The parameter itself – `x` – isn’t important at all. So, let’s leave it
out:
> add1Mul4' :: [Int] -> [Int]
> add1Mul4' = map ((*4) . (+1))
>
> negateNumEvens3 :: [Int] -> Int
> negateNumEvens3 = negate . length . filter even
Point-free notation is where the `(.)` operator really comes in: it’s
the way of combining functions when you want to perform one after
another.
**Lambda**
It is sometimes necessary to create an anonymous function, or *lambda
expression*. This is best explained by example. Say we want to duplicate
every string in a list:
> duplicate1 :: [String] -> [String]
> duplicate1 = map dup
> where dup x = x ++ x
It’s a tiny bit silly to name `dup`. Instead, we can make an anonymous
function:
> duplicate2 :: [String] -> [String]
> duplicate2 = map (\x -> x ++ x)
The backslash binds the variables after it in the expression that
follows the `->`. For anything but the shortest examples, it’s better to
use a named helper function, though.
**Functional examples**
Say we want to count the total number of uppercase letters in a list of
strings. Here is a good way to do it:
> numUppercase :: [String] -> Int
> numUppercase = length . filter isUpper . concat
It may look like the implementation ends up building and then discarding
large lists. But, Haskell style includes functions like these so much,
GHC knows how to optimize these really well. The internal lists never
get built!
Now, say we want to make all characters in a list of strings to be
uppercase. Here we go:
> listToUpper :: [String] -> [String]
> listToUpper = map (map toUpper)
Say we want to find all the digits in a string and add them together.
Here is one way:
> sumStringDigits :: String -> Int
> sumStringDigits = sum . mapMaybe read_digit
> where read_digit :: Char -> Maybe Int
> read_digit = readMaybe . listify
>
> listify :: a -> [a]
> listify x = [x] -- also written (:[]) [[Think about why...]]
**Further reading**
Previous versions of CIS194 have focused more on the functional style of
programming. In light of the fact that other Penn courses (specifically,
CIS 120) do this quite well, I am choosing this lighter presentation.

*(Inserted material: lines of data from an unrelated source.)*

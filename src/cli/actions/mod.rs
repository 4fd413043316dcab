pub mod reset;
pub mod server;

// Internal "interpreter" for `Action`.
mod run;

#[derive(Debug)]
pub enum Action {
    Server(server::Args),
    Reset(reset::Args),
}

impl Action {
    /// Execute the action.
    /// # Errors
    /// Returns an error if the action fails.
    pub async fn execute(self) -> anyhow::Result<()> {
        run::execute(self).await
    }
}
use clap::{Arg, ArgAction, Command};

pub const CMD_RESET: &str = "reset";
pub const ARG_NODE: &str = "node";
pub const ARG_LOCAL_ONLY: &str = "local-only";

#[must_use]
pub fn subcommand() -> Command {
    Command::new(CMD_RESET)
        .about("Clear the replay state of a running node and, by default, its peers")
        .arg(
            Arg::new(ARG_NODE)
                .long(ARG_NODE)
                .help("Node to reset, example: http://node1:8080")
                .env("OTP_REPLAY_RESET_NODE")
                .required(true),
        )
        .arg(
            Arg::new(ARG_LOCAL_ONLY)
                .long(ARG_LOCAL_ONLY)
                .help("Do not forward the reset to the node's peers")
                .action(ArgAction::SetTrue),
        )
}
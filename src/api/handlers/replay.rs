//! Peer RPC endpoints.
//!
//! The same two endpoints serve the local sign-in path and the other farm
//! members; forwarded calls simply carry an empty peer list and a record with
//! propagation disabled.

use super::PeerAuth;
use crate::{
    api::NodeService,
    replay::{CheckRequest, CheckResponse, EventCategory, ResetRequest},
};
use axum::{
    extract::{Extension, rejection::JsonRejection},
    http::{HeaderMap, StatusCode},
    response::Json,
};
use std::sync::Arc;
use tracing::{instrument, warn};

#[utoipa::path(
    post,
    path= "/v1/replay/check",
    request_body = CheckRequest,
    responses (
        (status = 200, description = "Local replay decision", body = CheckResponse),
        (status = 401, description = "Missing or invalid peer token")
    ),
    tag= "replay"
)]
#[instrument(skip_all)]
pub async fn check(
    headers: HeaderMap,
    auth: Extension<Arc<PeerAuth>>,
    service: Extension<Arc<NodeService>>,
    request: Result<Json<CheckRequest>, JsonRejection>,
) -> Result<Json<CheckResponse>, StatusCode> {
    auth.authorize(&headers)?;

    // an unreadable record is a rejection like any other malformed one
    let accepted = match request {
        Ok(Json(request)) => service.check(request.peers, &request.record).await,
        Err(rejection) => {
            warn!(
                event_id = EventCategory::MalformedRecord.id(),
                status = rejection.status().as_u16(),
                "rejecting unreadable replay record: {}",
                rejection.body_text()
            );
            false
        }
    };

    Ok(Json(CheckResponse { accepted }))
}

#[utoipa::path(
    post,
    path= "/v1/replay/reset",
    request_body = ResetRequest,
    responses (
        (status = 204, description = "Replay state cleared"),
        (status = 401, description = "Missing or invalid peer token")
    ),
    tag= "replay"
)]
#[instrument(skip_all)]
pub async fn reset(
    headers: HeaderMap,
    auth: Extension<Arc<PeerAuth>>,
    service: Extension<Arc<NodeService>>,
    Json(request): Json<ResetRequest>,
) -> Result<StatusCode, StatusCode> {
    auth.authorize(&headers)?;

    service.reset(request.peers).await;

    Ok(StatusCode::NO_CONTENT)
}
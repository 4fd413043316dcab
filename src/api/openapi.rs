use super::handlers::{health, replay};
use utoipa::openapi::{Contact, InfoBuilder, License, OpenApiBuilder, Tag};
use utoipa_axum::{router::OpenApiRouter, routes};

#[must_use]
pub fn openapi() -> utoipa::openapi::OpenApi {
    let (_router, openapi) = api_router().split_for_parts();
    openapi
}

/// Router that also drives the `OpenAPI` document.
///
/// Routes added outside (like `OPTIONS /health`) are not documented.
pub(crate) fn api_router() -> OpenApiRouter {
    let mut router = OpenApiRouter::with_openapi(cargo_openapi())
        .routes(routes!(health::health))
        .routes(routes!(replay::check))
        .routes(routes!(replay::reset));

    let mut replay_tag = Tag::new("replay");
    replay_tag.description = Some("One-time code replay checks and farm-wide reset".to_string());

    let mut health_tag = Tag::new("health");
    health_tag.description = Some("Node status".to_string());

    router.get_openapi_mut().tags = Some(vec![replay_tag, health_tag]);

    router
}

fn cargo_openapi() -> utoipa::openapi::OpenApi {
    let mut info = InfoBuilder::new()
        .title(env!("CARGO_PKG_NAME"))
        .version(env!("CARGO_PKG_VERSION"))
        .description(optional_str(env!("CARGO_PKG_DESCRIPTION")))
        .build();

    info.contact = cargo_contact();
    info.license = optional_str(env!("CARGO_PKG_LICENSE")).map(|identifier| {
        let mut license = License::new(identifier);
        license.identifier = Some(identifier.to_string());
        license
    });

    OpenApiBuilder::new().info(info).build()
}

fn cargo_contact() -> Option<Contact> {
    // "Name <email>"; only the first author is used.
    let primary = env!("CARGO_PKG_AUTHORS").split(':').next().map(str::trim)?;
    let (name, email) = match primary.split_once('<') {
        Some((name, email)) => (name.trim(), email.trim_end_matches('>').trim()),
        None => (primary, ""),
    };
    if name.is_empty() && email.is_empty() {
        return None;
    }

    let mut contact = Contact::new();
    contact.name = (!name.is_empty()).then(|| name.to_string());
    contact.email = (!email.is_empty()).then(|| email.to_string());
    Some(contact)
}

fn optional_str(value: &'static str) -> Option<&'static str> {
    let trimmed = value.trim();
    (!trimmed.is_empty()).then_some(trimmed)
}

But, the old lecture notes are great. Find them
[here](http://www.cis.upenn.edu/~cis194/spring13/lectures/04-higher-order.html).
Type classes
------------
Though you never knew it, there are two different forms of polymorphism.
The polymorphism we have seen so far is parametric polymorphism, which
we can also call *universal* polymorphism (though that isn’t a standard
term). A function like `length :: [a] -> Int` works for *any* type `a`.
But, sometimes we don’t want to be universal. Sometimes, we want a
function to work for several types, but not every type.
A great example of this is `(+)`. We want to be able to add `Int`s and
`Integer`s and `Double`s, but not `Maybe Char`s. This sort of
polymorphism – where multiple types are allowed, but not every type – is
called *ad-hoc* polymorphism. Haskell uses type classes to implement
ad-hoc polymorphism.
A Haskell *type class* defines a set of operations. We can then choose
several types that support those operations via *class instances*.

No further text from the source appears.